Gian Carlo Gamboa Sotto (; born March 18, 1978) is a Filipino actor and politician who has served as the 18th vice mayor of Quezon City since 2019, under the mayoralty of Joy Belmonte. A member of the local Serbisyo sa Bayan Party, Sotto previously served as a member of the Quezon City Council from 2010 to 2019.

Early life 
Sotto was born on March 18, 1978, to Senate President Tito Sotto and actress Helen Gamboa. Belonging to the Sotto family of Philippine entertainment and politics, he is a grandson of former Senator Vicente Sotto. He is also the nephew of actor and television personality Vic Sotto, making him a cousin of actor Oyo Sotto and Pasig Mayor Vico Sotto.

Entertainment career
Sotto had several acting stints on films notably appearing alongside his uncle Vic Sotto's box-office hits and at television being formerly part of ABS-CBN's talent management Star Magic.
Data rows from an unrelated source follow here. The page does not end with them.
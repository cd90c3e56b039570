//! JSONL result sink.
//!
//! Appends one self-contained line per completed record and flushes
//! before returning, so a crash after N appends leaves exactly N
//! complete, readable records. Safe for concurrent workers: the write
//! and flush happen under one lock, lines never interleave.

use std::fs::File;
use std::io::{BufWriter, Write};
use std::path::Path;

use tokio::sync::Mutex;

use crate::models::ImageRecord;

pub struct JsonlSink {
    writer: Mutex<BufWriter<File>>,
}

impl JsonlSink {
    /// Create (or truncate) the output file.
    pub fn create(path: &Path) -> anyhow::Result<Self> {
        let file = File::create(path)?;
        Ok(Self {
            writer: Mutex::new(BufWriter::new(file)),
        })
    }

    /// Serialize one record as a single line and flush it.
    pub async fn append(&self, record: &ImageRecord) -> anyhow::Result<()> {
        let mut line = serde_json::to_string(record)?;
        line.push('\n');

        let mut writer = self.writer.lock().await;
        writer.write_all(line.as_bytes())?;
        writer.flush()?;
        Ok(())
    }
}
//! Data models for IDLens.

mod image;
mod record;

pub use image::{ImageFormat, ImageUnit};
pub use record::{Classification, ErrorCheck, Identification, ImageRecord, StageResults};
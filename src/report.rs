//! Human-readable report rendering over the JSONL output.
//!
//! The output stream stays the machine contract; this renderer only
//! reads it back and pretty-prints each record for an operator.

use std::fmt::Write as _;

use crate::models::ImageRecord;

/// Render one record as a multi-line summary block.
pub fn render_record(record: &ImageRecord) -> String {
    let mut out = String::new();
    let results = &record.results;

    let _ = writeln!(out, "Image: {} ({})", record.id, record.filename);
    let _ = writeln!(out, "Timestamp: {}", record.timestamp.to_rfc3339());
    let _ = writeln!(out, "Document Type: {}", or_na(&results.classification.reasoning));
    let _ = writeln!(out, "Country: {}", or_na(&results.classification.country));
    let _ = writeln!(
        out,
        "Security Features: {}",
        or_na(&results.classification.security_features)
    );
    let _ = writeln!(
        out,
        "Error Check: {}",
        if results.error_check.has_errors {
            "Errors Found"
        } else {
            "No Errors"
        }
    );
    let _ = writeln!(out, "Error Feedback: {}", or_na(&results.error_check.feedback));
    let _ = writeln!(out, "Score: {}", results.error_check.score);

    let _ = writeln!(out, "PII Extraction:");
    if results.pii_narrative.is_empty() {
        let _ = writeln!(out, "  N/A");
    } else {
        for line in results.pii_narrative.lines() {
            let _ = writeln!(out, "  {line}");
        }
    }

    match record.identification() {
        Some(identification) => {
            let _ = writeln!(out, "Identification:");
            let _ = writeln!(out, "  Name: {}", or_na(&identification.name));
            let _ = writeln!(out, "  Date of Birth: {}", or_na(&identification.dob));
            let _ = writeln!(out, "  Address: {}", or_na(&identification.address));
            let _ = writeln!(out, "  ID Number: {}", or_na(&identification.id_number));
            let _ = writeln!(
                out,
                "  Issuing Authority: {}",
                or_na(&identification.issuing_authority)
            );
            let _ = writeln!(
                out,
                "  Expiration Date: {}",
                or_na(&identification.expiration_date)
            );
            let _ = writeln!(out, "  Photograph: {}", or_na(&identification.photograph));
            let _ = writeln!(
                out,
                "  Physical Descriptors: {}",
                or_na(&identification.physical_descriptors)
            );
            let _ = writeln!(out, "  Signature: {}", or_na(&identification.signature));
        }
        None => {
            let _ = writeln!(out, "Identification: N/A");
        }
    }

    out
}

fn or_na(value: &str) -> &str {
    if value.trim().is_empty() {
        "N/A"
    } else {
        value
    }
}
//! Configuration management for IDLens.
//!
//! Settings are built once at startup and passed by reference into the
//! service and client layers. Precedence, lowest to highest: compiled
//! defaults, optional TOML file, environment (via clap `env` attrs on
//! the CLI flags), command line flags.

use std::path::Path;

use anyhow::Context;
use serde::{Deserialize, Serialize};

use crate::llm::LlmConfig;

/// Default config filename looked up in the working directory.
pub const DEFAULT_CONFIG_FILE: &str = "idlens.toml";

fn default_workers() -> usize {
    4
}

/// Process-wide configuration.
#[derive(Debug, Clone, Serialize, Deserialize)]
pub struct Settings {
    /// Vision model endpoint configuration.
    #[serde(default)]
    pub llm: LlmConfig,
    /// Number of concurrent per-image pipelines.
    #[serde(default = "default_workers")]
    pub workers: usize,
}

impl Default for Settings {
    fn default() -> Self {
        Self {
            llm: LlmConfig::default(),
            workers: default_workers(),
        }
    }
}

/// Load settings from an explicit config file, or from
/// `idlens.toml` in the working directory if present, or defaults.
pub fn load_settings(path: Option<&Path>) -> anyhow::Result<Settings> {
    let path = match path {
        Some(path) => path.to_path_buf(),
        None => {
            let default = Path::new(DEFAULT_CONFIG_FILE);
            if !default.is_file() {
                return Ok(Settings::default());
            }
            default.to_path_buf()
        }
    };

    let text = std::fs::read_to_string(&path)
        .with_context(|| format!("Failed to read config file {}", path.display()))?;
    toml::from_str(&text).with_context(|| format!("Invalid config file {}", path.display()))
}
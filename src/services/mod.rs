//! Service layer for IDLens business logic.
//!
//! Domain logic separated from UI concerns; the CLI drives services
//! through events.

mod analyze;

pub use analyze::{AnalyzeEvent, AnalyzeResult, AnalyzeService};
// ── Messages ───────────────────────────────────────────────────────────

fn render_messages(
    state: &AppState,
    f: &mut Frame,
    area: Rect,
    is_narrow: bool,
    click_state: &Rc<RefCell<ClickState>>,
) {
    let list_size = CHATS.len() as u16 * 2 + 2;
    let chunks = if is_narrow {
        Layout::default()
            .direction(Direction::Vertical)
            .constraints([Constraint::Length(list_size), Constraint::Min(0)])
            .split(area)
    } else {
        Layout::default()
            .direction(Direction::Horizontal)
            .constraints([Constraint::Length(38), Constraint::Min(0)])
            .split(area)
    };

    let mut cl = ClickableList::new();
    for (i, chat) in CHATS.iter().enumerate() {
        let selected = i == state.selected_chat;
        let name_style = if selected {
            Style::default().fg(GOLD).add_modifier(Modifier::BOLD)
        } else {
            Style::default().fg(Color::White)
        };
        let mut spans = vec![key_hint(i + 1), Span::styled(chat.name, name_style)];
        if chat.unread > 0 {
            spans.push(Span::styled(
                format!(" ({})", chat.unread),
                Style::default().fg(Color::Black).bg(GOLD),
            ));
        }
        cl.push_clickable(Line::from(spans), SELECT_CHAT_BASE + i as u16);
        cl.push(Line::from(Span::styled(
            format!("     {} \u{00B7} {}", chat.last_msg, chat.time),
            Style::default().fg(Color::DarkGray),
        )));
    }
    {
        let mut cs = click_state.borrow_mut();
        cl.register_targets(chunks[0], &mut cs, 1, 1, 0, 0);
    }
    f.render_widget(
        Paragraph::new(cl.into_lines()).block(panel("Conversations", Color::DarkGray)),
        chunks[0],
    );

    let Some(chat) = CHATS.get(state.selected_chat) else {
        return;
    };
    let mut thread = Vec::new();
    for (from_me, text, time) in chat.thread.iter() {
        let (color, who) = if *from_me {
            (GOLD, "You")
        } else {
            (Color::White, chat.name)
        };
        let header = Line::from(Span::styled(
            format!(" {} \u{00B7} {} ", who, time),
            Style::default().fg(Color::DarkGray),
        ));
        let body = Line::from(Span::styled(format!(" {} ", text), Style::default().fg(color)));
        if *from_me {
            thread.push(header.right_aligned());
            thread.push(body.right_aligned());
        } else {
            thread.push(header);
            thread.push(body);
        }
        thread.push(Line::from(""));
    }
    f.render_widget(
        Paragraph::new(thread)
            .wrap(Wrap { trim: true })
            .block(panel(&format!("{} \u{00B7} {}", chat.name, chat.role), Color::DarkGray)),
        chunks[1],
    );
}

// ── Toasts ─────────────────────────────────────────────────────────────

fn render_toasts(state: &AppState, f: &mut Frame, area: Rect) {
    let width = area.width.min(TOAST_WIDTH);
    // Stack upward from just above the key help line, newest at the bottom.
    let mut bottom = area.y + area.height.saturating_sub(1);
    for toast in state.toasts.visible().iter().rev() {
        let height = if toast.description.is_some() { 4 } else { 3 };
        if bottom < area.y + height {
            break;
        }
        let rect = Rect::new(area.x + area.width - width, bottom - height, width, height);
        render_toast(toast, f, rect);
        bottom -= height;
    }
}

fn render_toast(toast: &Toast, f: &mut Frame, rect: Rect) {
    let (icon, color) = match toast.kind {
        ToastKind::Success => ("\u{2713}", Color::Green),
        ToastKind::Error => ("!", Color::Red),
        ToastKind::Info => ("i", Color::Cyan),
    };
    let mut lines = vec![Line::from(vec![
        Span::styled(format!(" {} ", icon), Style::default().fg(color).add_modifier(Modifier::BOLD)),
        Span::styled(toast.title.clone(), Style::default().fg(Color::White)),
    ])];
    if let Some(description) = &toast.description {
        lines.push(Line::from(Span::styled(
            format!("   {}", description),
            Style::default().fg(Color::Gray),
        )));
    }
    f.render_widget(Clear, rect);
    f.render_widget(
        Paragraph::new(lines).block(
            Block::default()
                .borders(Borders::ALL)
                .border_style(Style::default().fg(color)),
        ),
        rect,
    );
}

// ── Modals ─────────────────────────────────────────────────────────────

fn render_modal(
    cl: ClickableList,
    title: &str,
    f: &mut Frame,
    area: Rect,
    click_state: &Rc<RefCell<ClickState>>,
) {
    let rect = centered(area, MODAL_WIDTH, cl.len() as u16 + 2);
    {
        let mut cs = click_state.borrow_mut();
        cl.register_targets(rect, &mut cs, 1, 1, 0, 0);
    }
    f.render_widget(Clear, rect);
    f.render_widget(Paragraph::new(cl.into_lines()).block(panel(title, GOLD)), rect);
}

fn render_auth_modal(
    wizard: &AuthWizard,
    f: &mut Frame,
    area: Rect,
    click_state: &Rc<RefCell<ClickState>>,
) {
    let heading = |text: &str| {
        Line::from(Span::styled(
            format!(" {}", text),
            Style::default().fg(Color::White).add_modifier(Modifier::BOLD),
        ))
    };
    let note = |text: String| Line::from(Span::styled(text, Style::default().fg(Color::Gray)));

    let mut cl = ClickableList::new();
    match wizard.step {
        AuthStep::RoleSelection => {
            cl.push(heading("How would you like to proceed today?"));
            cl.push(Line::from(""));
            push_action(&mut cl, 1, "I'm an Investor: looking for opportunities", true, AUTH_PICK_INVESTOR);
            push_action(&mut cl, 2, "I'm a Business Owner: looking for funding", true, AUTH_PICK_BUSINESS);
        }
        AuthStep::PhoneEntry => {
            cl.push(heading("Enter Mobile Number"));
            cl.push(note(" We'll send you a verification code.".to_string()));
            cl.push(Line::from(""));
            cl.push_clickable(
                Line::from(vec![
                    key_hint("Tab"),
                    Span::styled(
                        wizard.country_code(),
                        Style::default().fg(Color::Cyan).add_modifier(Modifier::BOLD),
                    ),
                    Span::styled(
                        format!("  {}_", wizard.phone),
                        Style::default().fg(Color::White),
                    ),
                ]),
                AUTH_CYCLE_COUNTRY,
            );
            cl.push(Line::from(""));
            push_action(&mut cl, "Enter", "Send code", true, AUTH_SUBMIT);
        }
        AuthStep::OtpEntry => {
            cl.push(heading("Verify Account"));
            cl.push(note(format!(
                " Enter the {}-digit code sent to {} {}",
                OTP_DIGITS,
                wizard.country_code(),
                wizard.phone
            )));
            cl.push(Line::from(""));
            let boxes: String = (0..OTP_DIGITS)
                .map(|i| wizard.otp.chars().nth(i).unwrap_or('_'))
                .map(|c| format!(" {} ", c))
                .collect();
            cl.push(Line::from(Span::styled(
                format!("   {}", boxes),
                Style::default().fg(GOLD).add_modifier(Modifier::BOLD),
            )));
            cl.push(Line::from(""));
            push_action(&mut cl, "Enter", "Verify & sign in", true, AUTH_SUBMIT);
        }
        AuthStep::Complete => return,
    }
    if wizard.step != AuthStep::RoleSelection {
        push_action(&mut cl, "Esc", "Back", true, AUTH_BACK);
    }
    cl.push_clickable(
        Line::from(Span::styled(" Cancel", Style::default().fg(Color::DarkGray))),
        AUTH_CLOSE,
    );

    render_modal(cl, "Welcome to CHANCE", f, area, click_state);
}

fn render_registration_modal(
    wizard: &RegistrationWizard,
    currency: Currency,
    f: &mut Frame,
    area: Rect,
    click_state: &Rc<RefCell<ClickState>>,
) {
    let heading = |text: &str| {
        Line::from(Span::styled(
            format!(" {}", text),
            Style::default().fg(Color::White).add_modifier(Modifier::BOLD),
        ))
    };
    let note = |text: String| Line::from(Span::styled(text, Style::default().fg(Color::Gray)));

    let mut cl = ClickableList::new();
    match wizard.step {
        RegistrationStep::Verify => {
            cl.push(heading("Verify Mobile Number"));
            cl.push(note(" We'll send a code to verify your identity.".to_string()));
        }
        RegistrationStep::Payment => match wizard.payment_flow() {
            PaymentFlow::PayPerUnlock => {
                cl.push(heading("Pay-Per-Click Access"));
                cl.push(note(format!(
                    " {} Credits per unlock. Link your card to start.",
                    UNLOCK_COST
                )));
            }
            PaymentFlow::Subscription => {
                cl.push(heading("Choose Your Plan"));
                for (i, plan) in ALL_PLANS.iter().enumerate() {
                    let selected = *plan == wizard.plan;
                    let style = if selected {
                        Style::default().fg(GOLD).add_modifier(Modifier::BOLD)
                    } else {
                        Style::default().fg(Color::White)
                    };
                    cl.push_clickable(
                        Line::from(vec![
                            key_hint(i + 1),
                            Span::styled(checkbox(selected), style),
                            Span::styled(format!("{:<10}", plan.label()), style),
                            Span::styled(
                                format!("{:>12}", format_money(plan.price(), currency)),
                                style,
                            ),
                            Span::styled(
                                format!("  {}", plan.tier()),
                                Style::default().fg(Color::DarkGray),
                            ),
                        ]),
                        REG_PLAN_BASE + i as u16,
                    );
                }
            }
        },
        RegistrationStep::Agreement => {
            cl.push(heading("Final Step: Terms of Service"));
            cl.push(note(" Commission Agreement: 2.0% on closed deals.".to_string()));
            cl.push(Line::from(""));
            cl.push_clickable(
                Line::from(vec![
                    key_hint('a'),
                    Span::styled(checkbox(wizard.agreed), Style::default().fg(GOLD)),
                    Span::styled(
                        "I accept the Terms of Service and the 2% fee",
                        Style::default().fg(Color::White),
                    ),
                ]),
                REG_TOGGLE_AGREE,
            );
        }
        RegistrationStep::Complete => return,
    }

    let fields = wizard.fields();
    if !fields.is_empty() {
        cl.push(Line::from(""));
    }
    for field in fields {
        let focused = wizard.focus == Some(*field);
        let (marker, style) = if focused {
            ("\u{25B8}", Style::default().fg(GOLD).add_modifier(Modifier::BOLD))
        } else {
            (" ", Style::default().fg(Color::Gray))
        };
        cl.push_clickable(
            Line::from(vec![
                Span::styled(format!(" {} {:<15}", marker, field.label()), style),
                Span::styled(
                    format!("{}{}", wizard.value(*field), if focused { "_" } else { "" }),
                    Style::default().fg(Color::White),
                ),
            ]),
            REG_FOCUS_BASE + field.index() as u16,
        );
    }
    if wizard.step == RegistrationStep::Payment
        && wizard.payment_flow() == PaymentFlow::Subscription
    {
        cl.push(note(format!(
            " Total to charge: {}",
            format_money(wizard.plan.price(), currency)
        )));
    }

    cl.push(Line::from(""));
    match wizard.step {
        RegistrationStep::Agreement => {
            push_action(&mut cl, 's', "Complete Registration", wizard.can_submit(), REG_SUBMIT);
        }
        _ => push_action(&mut cl, 'n', "Continue", true, REG_NEXT),
    }
    let back = if wizard.step == RegistrationStep::Verify {
        "Cancel"
    } else {
        "Back"
    };
    push_action(&mut cl, 'b', back, true, REG_BACK);
    push_action(&mut cl, 'x', "Close", true, REG_CLOSE);

    let title = format!(
        "{} \u{00B7} Step {} of 3",
        wizard.role.title(),
        wizard.step.number()
    );
    render_modal(cl, &title, f, area, click_state);
}
//! Transient toast notifications, expired by the clock.

use super::state::{MAX_TOASTS, TOAST_TICKS};

#[derive(Clone, Copy, Debug, PartialEq)]
pub enum ToastKind {
    Success,
    Error,
    Info,
}

#[derive(Clone, Debug, PartialEq)]
pub struct Toast {
    pub kind: ToastKind,
    pub title: String,
    pub description: Option<String>,
    pub ticks_left: u32,
}

pub struct Notifications {
    toasts: Vec<Toast>,
}

impl Notifications {
    pub fn new() -> Self {
        Self { toasts: Vec::new() }
    }

    pub fn push(&mut self, kind: ToastKind, title: &str, description: Option<&str>) {
        self.toasts.push(Toast {
            kind,
            title: title.to_string(),
            description: description.map(str::to_string),
            ticks_left: TOAST_TICKS,
        });
        if self.toasts.len() > MAX_TOASTS {
            self.toasts.remove(0);
        }
    }

    pub fn success(&mut self, title: &str, description: Option<&str>) {
        self.push(ToastKind::Success, title, description);
    }

    pub fn error(&mut self, title: &str) {
        self.push(ToastKind::Error, title, None);
    }

    pub fn info(&mut self, title: &str) {
        self.push(ToastKind::Info, title, None);
    }

    pub fn tick(&mut self, delta_ticks: u32) {
        for t in &mut self.toasts {
            t.ticks_left = t.ticks_left.saturating_sub(delta_ticks);
        }
        self.toasts.retain(|t| t.ticks_left > 0);
    }

    /// Oldest first.
    pub fn visible(&self) -> &[Toast] {
        &self.toasts
    }

    pub fn latest(&self) -> Option<&Toast> {
        self.toasts.last()
    }
}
Sotto also became active as the vocalist of the prominent record label Ivory Music's rock band Nerveline.

Political career
In 2010, Sotto was elected to the Quezon City Council as a councilor for the third district. He was a member of the Liberal Party until he switched parties, joining  PDP–Laban on May 10, 2017. He would continue serving as councilor until 2019, where he was term-limited. 

In 2019, Sotto ran for the vice mayoralty of Quezon City as the running mate of Joy Belmonte. He entered a field of five candidates, which included fellow television personalities Roderick Paulate and Jopet Sison. On May 13, 2019, Sotto narrowly defeated his closest opponent —Sison— to become the city's eighteenth vice mayor. He was sworn in on June 30, 2019.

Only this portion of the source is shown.